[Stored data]
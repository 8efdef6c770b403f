//! Select-all checkbox of a table header
//!
//! Shows three states: unchecked, checked and indeterminate.

use contracts::shared::grid::HeaderCheckState;
use leptos::prelude::*;
use thaw::*;
use wasm_bindgen::JsCast;

#[component]
pub fn TableHeaderCheckbox(
    #[prop(into)]
    state: Signal<HeaderCheckState>,

    /// Disabled while rows are loading
    #[prop(into)]
    disabled: Signal<bool>,

    /// Called on click; the caller decides between select-all and clear
    on_toggle: Callback<()>,
) -> impl IntoView {
    let checkbox_ref = NodeRef::<leptos::html::Input>::new();

    // `indeterminate` has no HTML attribute, set it on the element
    Effect::new(move |_| {
        let indeterminate = state.get() == HeaderCheckState::Indeterminate;
        if let Some(input) = checkbox_ref.get() {
            if let Some(input_el) = input.dyn_ref::<web_sys::HtmlInputElement>() {
                input_el.set_indeterminate(indeterminate);
            }
        }
    });

    view! {
        <TableHeaderCell class="fixed-checkbox-column">
            <input
                node_ref=checkbox_ref
                type="checkbox"
                class="table__checkbox"
                prop:checked=move || state.get() == HeaderCheckState::Checked
                prop:disabled=move || disabled.get()
                on:change=move |_| on_toggle.run(())
            />
        </TableHeaderCell>
    }
}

■ ASSIGNED TASK: Each entry must be retyped exactly as it was written above.

■ REPLY TO THE EXERCISE:
repository 8efdef6c770b403f
//! Select-all checkbox of a table header
//!
//! Shows three states: unchecked, checked and indeterminate.

use contracts::shared::grid::HeaderCheckState;
use leptos::prelude::*;
use thaw::*;
use wasm_bindgen::JsCast;

#[component]
pub fn TableHeaderCheckbox(
    #[prop(into)]
    state: Signal<HeaderCheckState>,

    /// Disabled while rows are loading
    #[prop(into)]
    disabled: Signal<bool>,

    /// Called on click; the caller decides between select-all and clear
    on_toggle: Callback<()>,
) -> impl IntoView {
    let checkbox_ref = NodeRef::<leptos::html::Input>::new();

    // `indeterminate` has no HTML attribute, set it on the element
    Effect::new(move |_| {
        let indeterminate = state.get() == HeaderCheckState::Indeterminate;
        if let Some(input) = checkbox_ref.get() {
            if let Some(input_el) = input.dyn_ref::<web_sys::HtmlInputElement>() {
                input_el.set_indeterminate(indeterminate);
            }
        }
    });

    view! {
        <TableHeaderCell class="fixed-checkbox-column">
            <input
                node_ref=checkbox_ref
                type="checkbox"
                class="table__checkbox"
                prop:checked=move || state.get() == HeaderCheckState::Checked
                prop:disabled=move || disabled.get()
                on:change=move |_| on_toggle.run(())
            />
        </TableHeaderCell>
    }
}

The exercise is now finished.